Columna: ¿Quiere que la gente ahorre? Oblíguelos.
por Dan Ariely
En Chile, el pasado mes de junio, tuve la oportunidad de pasar un tiempo con Felipe Kast, el nuevo ministro de Planificación del gobierno, y algunos de sus compadres. (También fuimos a bailar, pero esa es otra historia.) Uno de los temas de los que hablamos fue el plan de ahorro para la jubilación chileno.
Por ley, el 11% del salario de cada empleado se transfiere automáticamente a una cuenta de jubilación. Los empleados seleccionan su nivel de riesgo preferido, con las siguientes restricciones: no pueden elegir ni acciones ni bonos al 100%, y el porcentaje de acciones que pueden seleccionar disminuye a medida que envejecen. Cuando los empleados se jubilan, sus ahorros se convierten en anualidades. El gobierno subasta los derechos para anualizar a los jubilados en grupos de 250 000 personas.

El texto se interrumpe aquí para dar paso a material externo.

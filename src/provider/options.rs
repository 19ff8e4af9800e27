//! Request-shaping options applied to provider operations.

// self
use crate::{_prelude::*, auth::ScopeSet};

/// A single request-shaping directive.
///
/// Operations accept any number of options and fold them left to right into
/// [`RequestOptions`].
#[derive(Clone, Debug, PartialEq, Eq)]
pub enum RequestOption {
	/// Redirect URL sent as `redirect_uri`; a later value replaces an earlier one.
	RedirectUrl(Url),
	/// Scopes merged into the request scope set.
	Scopes(ScopeSet),
	/// Raw parameters added to the authorization URL or token request body.
	UrlParams(BTreeMap<String, String>),
	/// Provider-specific options such as a `tenant` placeholder value.
	ProviderOptions(BTreeMap<String, String>),
}
impl RequestOption {
	/// Single raw URL parameter.
	pub fn url_param(key: impl Into<String>, value: impl Into<String>) -> Self {
		Self::UrlParams(BTreeMap::from([(key.into(), value.into())]))
	}

	/// Single provider-specific option.
	pub fn provider_option(key: impl Into<String>, value: impl Into<String>) -> Self {
		Self::ProviderOptions(BTreeMap::from([(key.into(), value.into())]))
	}
}
impl From<ScopeSet> for RequestOption {
	fn from(scopes: ScopeSet) -> Self {
		Self::Scopes(scopes)
	}
}
impl From<Url> for RequestOption {
	fn from(url: Url) -> Self {
		Self::RedirectUrl(url)
	}
}

/// Options after folding.
#[derive(Clone, Debug, Default, PartialEq, Eq)]
pub struct RequestOptions {
	/// Redirect URL, if any.
	pub redirect_url: Option<Url>,
	/// Requested scopes in first-seen order.
	pub scopes: ScopeSet,
	/// Raw URL parameters; later keys win.
	pub url_params: BTreeMap<String, String>,
	/// Provider-specific options; later keys win.
	pub provider_options: BTreeMap<String, String>,
}
impl RequestOptions {
	/// Applies one option on top of the current state.
	pub fn apply(&mut self, option: RequestOption) {
		match option {
			RequestOption::RedirectUrl(url) => self.redirect_url = Some(url),
			RequestOption::Scopes(scopes) => self.scopes.merge(&scopes),
			RequestOption::UrlParams(params) => self.url_params.extend(params),
			RequestOption::ProviderOptions(options) => self.provider_options.extend(options),
		}
	}
}
impl FromIterator<RequestOption> for RequestOptions {
	fn from_iter<I>(iter: I) -> Self
	where
		I: IntoIterator<Item = RequestOption>,
	{
		let mut options = Self::default();

		iter.into_iter().for_each(|option| options.apply(option));

		options
	}
}
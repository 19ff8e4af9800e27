// self
use crate::{obs::OperationOutcome, provider::GrantType};

/// Records an operation outcome via the global metrics recorder (when enabled).
pub fn record_operation_outcome(grant: GrantType, outcome: OperationOutcome) {
	#[cfg(feature = "metrics")]
	{
		metrics::counter!(
			"oauthapp_provider_operation_total",
			"grant" => grant.as_str(),
			"outcome" => outcome.as_str()
		)
		.increment(1);
	}

	#[cfg(not(feature = "metrics"))]
	{
		let _ = (grant, outcome);
	}
}
//! Scale easing

use super::schedule;
use crate::ecs::components::{DrawComponent, ScaleComponent};
use crate::ecs::{ComponentSet, EntityId, System, SystemContext, SystemPhase};
use crate::engine::EngineError;

/// Eases scales towards their targets and publishes them for drawing
#[derive(Debug, Default)]
pub struct ScaleSystem;

impl ScaleSystem {
    /// Create the system
    pub const fn new() -> Self {
        Self
    }

    /// One easing step: cover `speed` of the remaining distance, never past the target
    pub fn step(scale: &mut ScaleComponent) {
        if !scale.active || scale.speed <= 0.0 {
            return;
        }
        let next = scale.scale + scale.speed * (scale.target - scale.scale);
        let crossed = if scale.scale < scale.target {
            next > scale.target
        } else {
            next < scale.target
        };
        scale.scale = if crossed { scale.target } else { next };
    }
}

impl System for ScaleSystem {
    fn name(&self) -> &str {
        "ScaleSystem"
    }

    fn phase(&self) -> SystemPhase {
        SystemPhase::Update
    }

    fn layer(&self) -> i32 {
        schedule::SCALE_UPDATE
    }

    fn requirements(&self) -> ComponentSet {
        ComponentSet::new().with::<ScaleComponent>()
    }

    fn process(&mut self, entity: EntityId, ctx: &mut SystemContext<'_>) -> Result<(), EngineError> {
        let Some(scale) = ctx.world.get_component_mut::<ScaleComponent>(entity) else {
            return Ok(());
        };
        Self::step(scale);
        let value = scale.scale;

        if let Some(draw) = ctx.world.get_component_mut::<DrawComponent>(entity) {
            draw.draw_scale = value;
        }
        Ok(())
    }
}
//! Text drawing

use super::{resolve_screen, schedule};
use crate::ecs::components::{DrawComponent, PositionComponent, TextComponent};
use crate::ecs::{ComponentSet, EntityId, System, SystemContext, SystemPhase};
use crate::engine::EngineError;
use crate::foundation::math::{Vec2, Vec3};
use crate::render::DrawParams;

/// Draws visible text on its screen, or on the active screen
#[derive(Default)]
pub struct TextRenderSystem {
    active_screen: Option<EntityId>,
}

impl TextRenderSystem {
    /// Create the system
    pub fn new() -> Self {
        Self::default()
    }
}

impl System for TextRenderSystem {
    fn name(&self) -> &str {
        "TextRenderSystem"
    }

    fn phase(&self) -> SystemPhase {
        SystemPhase::Draw
    }

    fn layer(&self) -> i32 {
        schedule::TEXT_RENDER_DRAW
    }

    fn requirements(&self) -> ComponentSet {
        ComponentSet::new()
            .with::<TextComponent>()
            .with::<PositionComponent>()
            .with::<DrawComponent>()
    }

    fn begin(&mut self, ctx: &mut SystemContext<'_>) -> Result<(), EngineError> {
        self.active_screen = ctx.world.active_screen();
        Ok(())
    }

    #[allow(clippy::cast_possible_truncation)]
    fn process(&mut self, entity: EntityId, ctx: &mut SystemContext<'_>) -> Result<(), EngineError> {
        let world = &mut *ctx.world;
        let (Some(text), Some(draw)) = (
            world.get_component::<TextComponent>(entity),
            world.get_component::<DrawComponent>(entity),
        ) else {
            return Ok(());
        };
        if !draw.is_visible {
            return Ok(());
        }

        let (_, screen) = resolve_screen(world, entity, draw.screen, self.active_screen)?;
        let position = world.absolute_position(entity).unwrap_or_else(Vec3::zeros);
        let pixels = screen.to_pixels(&position);
        let params = DrawParams {
            position: pixels,
            rotation: 0.0,
            origin: Vec2::zeros(),
            scale: draw.draw_scale as f32,
            color: draw.color,
            depth: position.z,
            source: None,
        };
        ctx.services.render_queue.text(screen.render_target, text.font, &text.text, params);

        if let Some(draw) = world.get_component_mut::<DrawComponent>(entity) {
            draw.draw_position = pixels;
            draw.layer_depth = position.z;
        }
        Ok(())
    }
}
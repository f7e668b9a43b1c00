//! Bouncing balls demo
//!
//! Runs the engine headless: balls bounce off the screen edges and off each
//! other, a channel shows a pulsing ball in a corner, and draw calls go to
//! the log. Pass a `.toml` or `.ron` engine configuration file as the first
//! argument to override the defaults.

use rand::prelude::*;
use thiserror::Error;

use tt_engine::config::ConfigError;
use tt_engine::prelude::*;

// Configuration constants
const BALL_COUNT: usize = 12;
const RUN_SECONDS: f64 = 10.0;
const BALL_SPEED: f32 = 0.3;

#[derive(Error, Debug)]
enum DemoError {
    #[error("Engine error: {0}")]
    Engine(#[from] EngineError),

    #[error("Config error: {0}")]
    Config(#[from] ConfigError),
}

struct BounceApp {
    rng: StdRng,
    balls: Vec<EntityId>,
    score: Option<EntityId>,
    collisions: usize,
    last_report: f64,
}

impl BounceApp {
    fn new() -> Self {
        Self {
            rng: StdRng::seed_from_u64(7),
            balls: Vec::new(),
            score: None,
            collisions: 0,
            last_report: 0.0,
        }
    }

    fn spawn_ball(&mut self, engine: &mut Engine, aspect: f32) -> Result<EntityId, EngineError> {
        let factory = engine.factory();
        let ball = factory.create_spritelet(&mut engine.world, engine.services.assets.as_mut(), "ball")?;

        let x = self.rng.gen_range(0.1..aspect - 0.1);
        let y = self.rng.gen_range(0.1..0.9);
        let angle = self.rng.gen_range(0.0..std::f32::consts::TAU);
        let world = &mut engine.world;
        if let Some(position) = world.get_component_mut::<PositionComponent>(ball) {
            position.position = Vec3::new(x, y, 0.5);
        }
        if let Some(velocity) = world.get_component_mut::<VelocityComponent>(ball) {
            velocity.velocity = Vec3::new(angle.cos(), angle.sin(), 0.0) * BALL_SPEED;
        }
        if let Some(draw) = world.get_component_mut::<DrawComponent>(ball) {
            draw.color = Color::rgb(self.rng.gen(), self.rng.gen(), self.rng.gen());
        }

        world.set_checks_collisions(ball, true)?;
        world.add_component(ball, CollisionHandlerComponent::new(bounce_off))?;
        EntityFactory::add_script(world, ball, BasicScript::new(move |ctx: &mut ScriptContext<'_>| {
            keep_inside(ctx, aspect);
        }))?;
        Ok(ball)
    }

    fn add_pulsing_channel(engine: &mut Engine) -> Result<(), EngineError> {
        let id = engine.add_channel(200, 200, Color::rgb(0.1, 0.1, 0.2))?;
        let texture = engine.services.assets.load_texture("ball")?;

        let Some(channel) = engine.channel_mut(id) else {
            return Ok(());
        };
        let factory = channel.factory();
        let ball = factory.create_spritelet_from_texture(&mut channel.world, texture)?;
        if let Some(position) = channel.world.get_component_mut::<PositionComponent>(ball) {
            position.position = Vec3::new(0.5, 0.5, 0.0);
        }
        channel.world.add_component(ball, ScaleComponent::new(1.0))?;
        EntityFactory::add_modifier(
            &mut channel.world,
            ball,
            Modifier::new(|_: &ScaleComponent, value| ScaleComponent::new(1.0 + 0.5 * value))
                .with_signal(|time| (time * 2.0).sin()),
        )?;
        let channel_texture = channel.texture();

        // A drifting ball in a channel nested inside the pulsing one
        let inner_id = engine.add_child_channel(id, 100, 100, Color::rgb(0.2, 0.1, 0.1))?;
        if let Some(inner) = engine.channel_mut(inner_id) {
            let drifter = inner.factory().create_spritelet_from_texture(&mut inner.world, texture)?;
            if let Some(velocity) = inner.world.get_component_mut::<VelocityComponent>(drifter) {
                velocity.velocity = Vec3::new(0.05, 0.03, 0.0);
            }
            let inner_texture = inner.texture();
            if let Some(channel) = engine.channel_mut(id) {
                let window = channel.factory().create_spritelet_from_texture(&mut channel.world, inner_texture)?;
                if let Some(position) = channel.world.get_component_mut::<PositionComponent>(window) {
                    position.position = Vec3::new(0.25, 0.25, 0.5);
                }
            }
        }

        let viewer = engine.factory().create_spritelet_from_texture(&mut engine.world, channel_texture)?;
        if let Some(position) = engine.world.get_component_mut::<PositionComponent>(viewer) {
            position.position = Vec3::new(0.2, 0.2, 0.9);
        }
        Ok(())
    }
}

/// Reflect the velocity away from the other ball
fn bounce_off(world: &mut World, entity: EntityId, other: EntityId) {
    let (Some(me), Some(them)) = (world.absolute_position(entity), world.absolute_position(other)) else {
        return;
    };
    let offset = (me - them).xy();
    if offset.norm() <= f32::EPSILON {
        return;
    }
    let normal = offset.normalize();
    if let Some(velocity) = world.get_component_mut::<VelocityComponent>(entity) {
        let along = velocity.velocity.xy().dot(&normal);
        if along < 0.0 {
            velocity.velocity.x -= 2.0 * along * normal.x;
            velocity.velocity.y -= 2.0 * along * normal.y;
        }
    }
}

/// Flip the velocity when the ball leaves the screen
fn keep_inside(ctx: &mut ScriptContext<'_>, aspect: f32) {
    let Some(position) = ctx.world.get_component::<PositionComponent>(ctx.entity).map(|p| p.position) else {
        return;
    };
    if let Some(velocity) = ctx.world.get_component_mut::<VelocityComponent>(ctx.entity) {
        if (position.x < 0.0 && velocity.velocity.x < 0.0) || (position.x > aspect && velocity.velocity.x > 0.0) {
            velocity.velocity.x = -velocity.velocity.x;
        }
        if (position.y < 0.0 && velocity.velocity.y < 0.0) || (position.y > 1.0 && velocity.velocity.y > 0.0) {
            velocity.velocity.y = -velocity.velocity.y;
        }
    }
}

impl Application for BounceApp {
    fn initialize(&mut self, engine: &mut Engine) -> Result<(), AppError> {
        log::info!("Spawning {BALL_COUNT} balls");
        #[allow(clippy::cast_precision_loss)]
        let aspect = engine.config().screen_width as f32 / engine.config().screen_height as f32;
        for _ in 0..BALL_COUNT {
            let ball = self.spawn_ball(engine, aspect)?;
            self.balls.push(ball);
        }

        Self::add_pulsing_channel(engine)?;

        let root = engine.root_screen();
        EntityFactory::add_script(&mut engine.world, root, ScreenZoomer::new()).map_err(EngineError::from)?;

        let font = match engine.default_font() {
            Some(font) => font,
            None => engine.services.assets.load_font("default").map_err(EngineError::from)?,
        };
        let factory = engine.factory();
        let score = factory
            .create_textlet(&mut engine.world, font, "Collisions: 0")
            .map_err(EngineError::from)?;
        if let Some(position) = engine.world.get_component_mut::<PositionComponent>(score) {
            position.position = Vec3::new(0.05, 0.05, 1.0);
        }
        self.score = Some(score);

        factory
            .create_audiolet(&mut engine.world, SoundEventHandle::new("start"))
            .map_err(EngineError::from)?;
        Ok(())
    }

    fn update(&mut self, engine: &mut Engine, _stats: &FrameStats) -> Result<(), AppError> {
        let started = engine.world.collision_events_mut().drain().len();
        if started > 0 {
            self.collisions += started;
            if let Some(text) = self
                .score
                .and_then(|score| engine.world.get_component_mut::<TextComponent>(score))
            {
                text.text = format!("Collisions: {}", self.collisions);
            }
        }

        let sim_time = engine.timestep().sim_time();
        if sim_time - self.last_report >= 1.0 {
            self.last_report = sim_time;
            log::info!(
                "t={sim_time:.1}s collisions={} update={:.1}ms draw={:.1}ms",
                self.collisions,
                engine.update_millis(),
                engine.draw_millis()
            );
        }
        if sim_time >= RUN_SECONDS {
            engine.quit();
        }
        Ok(())
    }

    fn cleanup(&mut self, engine: &mut Engine) {
        log::info!(
            "Bounced {} balls through {} collisions in {} ticks",
            self.balls.len(),
            self.collisions,
            engine.timestep().total_ticks()
        );
    }
}

fn load_config() -> Result<EngineConfig, DemoError> {
    let config = match std::env::args().nth(1) {
        Some(path) => {
            log::info!("Loading engine configuration from {path}");
            EngineConfig::load_from_file(path)?
        }
        None => EngineConfig::default(),
    };
    config.validate()?;
    Ok(config)
}

fn run() -> Result<(), DemoError> {
    let config = load_config()?;
    let input = ScriptedInput::with_samples((0..30).map(|_| KeyState::with_keys([Key::PageUp])));
    let services = if config.content_root.is_dir() {
        log::info!("Loading assets from {}", config.content_root.display());
        Services::new(LogBackend::new(), NullAudio, input, FileAssetProvider::new(&config.content_root))
    } else {
        let assets = MemoryAssetProvider::new().with_texture("ball", 32, 32).with_font("default");
        Services::new(LogBackend::new(), NullAudio, input, assets)
    };

    let mut app = BounceApp::new();
    Engine::run(config, services, &mut app)?;
    Ok(())
}

fn main() -> Result<(), Box<dyn std::error::Error>> {
    env_logger::Builder::from_default_env()
        .filter_level(log::LevelFilter::Info)
        .init();
    log::info!("Starting bounce demo");

    if let Err(e) = run() {
        log::error!("Bounce demo failed: {e}");
        return Err(e.into());
    }
    Ok(())
}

Este enfoque, concebido de manera brillante, resuelve los espinosos desafíos conductuales e institucionales. Desde el punto de vista del comportamiento, reconoce que a las personas no se les dan bien dos aspectos de la planificación financiera para la jubilación (decidir ahorrar y eliminar el riesgo en los últimos años) y las obliga a actuar de una manera mejor. Al mismo tiempo, el sistema reconoce que las personas que se inscriben en planes de jubilación gestionan su propio riesgo con bastante facilidad. Por lo tanto, las decisiones de inversión se dejan en manos de la persona, con límites a las conductas demasiado arriesgadas, especialmente a medida que la persona envejece, cuando las malas decisiones pueden causar un daño irrecuperable.
Institucionalmente, Chile ha resuelto un antiguo problema con las anualidades. Predecir cuánto tiempo vivirán las personas es arriesgado, por lo que las compañías de seguros cobran una prima alta para cubrir ese riesgo, lo que hace que el mercado sea ineficiente. Las anualidades también sufren un problema de selección adversa, lo que aumenta aún más el riesgo. (El ejemplo clásico de selección adversa es el seguro médico: las personas más sanas son las que tienen menos probabilidades de optar por él, lo que aumenta el riesgo del fondo común y hace que la atención médica sea menos atractiva para las compañías de seguros y que las pólizas sean más caras para las personas que las desean). Al agrupar el riesgo, el gobierno chileno convierte las anualidades en un negocio atractivo con más competencia y mejores precios. Y dado que todo el mundo está obligado a anualizar, el problema de la selección adversa simplemente desaparece.
Me impresionó este sistema y me preguntaba cómo funcionaría en los Estados Unidos, donde nuestro propio programa de ahorro obligatorio, la Seguridad Social, se esfuerza esporádicamente por privatizarlo.
Sospecho que los estadounidenses considerarían que el sistema chileno es torpe y limitante, un ejemplo flagrante de control de un estado niñera. Puede obligarme a ahorrar dinero si lo saca de mis frías y muertas manos. Paradójicamente, aceptamos gustosamente una regulación profundamente controladora (y cara) sobre nuestro comportamiento en otros ámbitos con poca reflexión o protesta. Tenga en cuenta las restricciones que permitimos para conducir. Póngase el cinturón de seguridad. Conduzca a esta velocidad. Asume el coste de las bolsas de aire. Contamine solo una cantidad. No envíe mensajes de texto mientras conduce.
¿Por qué aceptamos tanta intervención del gobierno en la conducción, pero nos irritamos cuando se trata de unas cuantas reglas simples que nos ayudarían a tomar mejores decisiones financieras? Probablemente no sea porque pensemos que somos más inteligentes con las finanzas que con la conducción. Creo que la razón tiene que ver con nuestra capacidad de imaginar consecuencias negativas. Los accidentes automovilísticos tienen una manera de comunicar vívidamente nuestra incompetencia como conductores y de dejar muy claras las ventajas de la regulación. La mala administración del dinero puede tener consecuencias igualmente devastadoras, pero son menos evidentes. Incluso en tiempos de crisis económica, no reconocemos nuestro mal juicio porque las personas que nos rodean están en el mismo barco y comparamos nuestra suerte con la de ellos.
¿Por qué aceptamos tanta intervención del gobierno en algunas áreas, pero nos irritamos cuando se trata de unas cuantas reglas simples en otras?
Pero la incapacidad de ver nuestra propia irracionalidad no debería ser excusa para dejar que pase desapercibida. Tenemos que analizar en qué son buenas las personas y los mercados y en qué no, y utilizar esos conocimientos para mejorar nuestras instituciones. El enfoque de Chile con respecto al ahorro nos demuestra que se puede hacer y que se hace bien.